Nilai buku adalah nilai asset yang tercantum dalam catatan akuntansi (pembukuan) milik wajib pajak. Nilai yang tertera dalam nilai buku biasanya sudah dikurangi biaya penyusutan.

Hal ini berarti nilai buku awalnya dicatat sesuai dengan harga saat asset tersebut dibeli. Selanjutnya, setiap tahun nilai asset itu dikurangi dengan biaya penyusutan. Adanya kaitan nilai buku dengan penyusutan membuat nilai buku suatu asset berbeda antara satu perusahaan dengan perusahaan lain.

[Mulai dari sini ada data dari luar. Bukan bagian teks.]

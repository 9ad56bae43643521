use anyhow::{Context, Result};
use clap::Parser;
use secretrag::{QueryOptions, RagCoordinator};

#[path = "shared/mod.rs"]
mod shared;

use shared::{init_tracing, ConnectionArgs, EmbedderArgs};

#[derive(Parser, Debug)]
#[command(
    name = "secretrag-query",
    about = "Retrieve the chunks nearest to a question without revealing stored embeddings"
)]
struct QueryCli {
    /// Question to search for.
    #[arg(long)]
    query: String,

    /// Number of chunks to return.
    #[arg(long, default_value_t = 2)]
    num_chunks: usize,

    /// Nearest clusters to search when clustering is configured (0 searches everything).
    #[arg(long, default_value_t = 1)]
    num_clusters: usize,

    /// Answer from the nodes that responded instead of failing on the first unavailable one.
    #[arg(long, default_value_t = false)]
    allow_degraded: bool,

    /// Print results as JSON instead of plain text.
    #[arg(long, default_value_t = false)]
    json: bool,

    #[command(flatten)]
    connection: ConnectionArgs,

    #[command(flatten)]
    embedder: EmbedderArgs,
}

#[tokio::main]
async fn main() -> Result<()> {
    init_tracing();
    let cli = QueryCli::parse();
    let config = cli.connection.load_config()?;
    let options = QueryOptions {
        num_chunks: cli.num_chunks.max(1),
        num_clusters: cli.num_clusters,
        allow_degraded: cli.allow_degraded,
    };
    let coordinator = RagCoordinator::new(
        &config,
        &cli.connection.session_options(),
        cli.embedder.build()?,
        options,
    )?;
    let results = coordinator
        .top_chunks(&cli.query)
        .await
        .with_context(|| format!("query `{}` failed", cli.query))?;

    if cli.json {
        println!("{}", serde_json::to_string_pretty(&results)?);
        return Ok(());
    }
    for (rank, result) in results.iter().enumerate() {
        println!(
            "#{} distance={:.6} id={}\n{}\n",
            rank + 1,
            result.distance,
            result.document_id,
            result.chunk
        );
    }
    Ok(())
}
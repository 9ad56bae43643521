//! JSON records exchanged with the nodes' data and query endpoints.

use base64::engine::general_purpose::STANDARD as B64;
use base64::Engine;
use serde::{Deserialize, Serialize};
use uuid::Uuid;

use crate::error::{RagError, Result};

/// One document as stored on one node: that node's share of every field.
#[derive(Debug, Clone, PartialEq, Eq, Serialize, Deserialize)]
pub struct DocumentRecord {
    /// Document id, identical across nodes.
    #[serde(rename = "_id")]
    pub id: Uuid,
    /// This node's share of every embedding element.
    pub embedding: Vec<i64>,
    /// This node's chunk share, base64 encoded.
    pub chunk: String,
    /// Cluster label assigned at write time.
    #[serde(default, skip_serializing_if = "Option::is_none")]
    pub cluster_centroid: Option<u32>,
}

/// Projection of a document read back for chunk reconstruction.
#[derive(Debug, Clone, PartialEq, Eq, Deserialize)]
pub struct ChunkRecord {
    /// Document id.
    #[serde(rename = "_id")]
    pub id: Uuid,
    /// Chunk share, base64 encoded.
    pub chunk: String,
}

impl ChunkRecord {
    /// Decodes the base64 chunk share.
    pub fn share_bytes(&self) -> Result<Vec<u8>> {
        decode_chunk(&self.chunk)
    }
}

/// Output row of the subtract query.
#[derive(Debug, Clone, PartialEq, Eq, Serialize, Deserialize)]
pub struct DifferenceRecord {
    /// Document id.
    #[serde(rename = "_id")]
    pub id: Uuid,
    /// Element-wise `stored - query` over shares.
    pub difference: Vec<i64>,
}

/// One cluster centroid, replicated in plaintext fixed point on every node.
#[derive(Debug, Clone, PartialEq, Eq, Serialize, Deserialize)]
pub struct CentroidRecord {
    /// Record id.
    #[serde(rename = "_id")]
    pub id: Uuid,
    /// Cluster label documents were tagged with.
    pub label: u32,
    /// Fixed-point centroid coordinates.
    pub cluster_centroid: Vec<i64>,
}

/// Base64 form used for chunk shares on the wire.
pub fn encode_chunk(share: &[u8]) -> String {
    B64.encode(share)
}

/// Inverse of [`encode_chunk`].
pub fn decode_chunk(encoded: &str) -> Result<Vec<u8>> {
    B64.decode(encoded.as_bytes())
        .map_err(|err| RagError::Reconstruction(format!("chunk share is not base64: {err}")))
}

Hal ini terjasi karena nilai buku suatu aktiva dipengaruhi metode penyusutan yang digunakan perusahaan itu. Apabila perusahaan menggunakan metode penyusutan asset dengan metode garis lurus tentu akan berbeda dengan perusahaan yang menggunakan metode saldo menurun.

Contoh sederhana perhitungan nilai buku dapat disimak dalam kasus berikut.

PT. ABC memiliki 2 buah mobil bus dengan total 600 juta yang dibeli pada 1 Januari 2018. PT. ABC mengunakan metode penyusutan garis lurus untuk menghitung besarnya penyusutan. Adapun masa manfaat mobil bus tersebut dihitung salama 8 tahun.

Dengan demikian, penyusutan mobil bus tiap tahun adalah 75 juta (600 juta dibagi 8 tahun). Akumulasi penyusutan mobil per 31 Desember 2021 adalah 300 juta (75 juta  x 4 tahun). Maka , nilai buku mobil bus tersebut per 31 Desember 2021 adalah 300 juta (600 juta dikurangi 300 juta).

Nilai buku ini bisa berbeda dengan nilai pasar. Karena, nilai pasar secara ringkas adalah nilai suatu asset yang berlaku saat ini jika dijual di pasaran. Sementara itu, sperti yang telah diuraikan nilai buku merupakan nilai yang tercantum dalam pembukuan dan berasal dari perhitungan akuntansi.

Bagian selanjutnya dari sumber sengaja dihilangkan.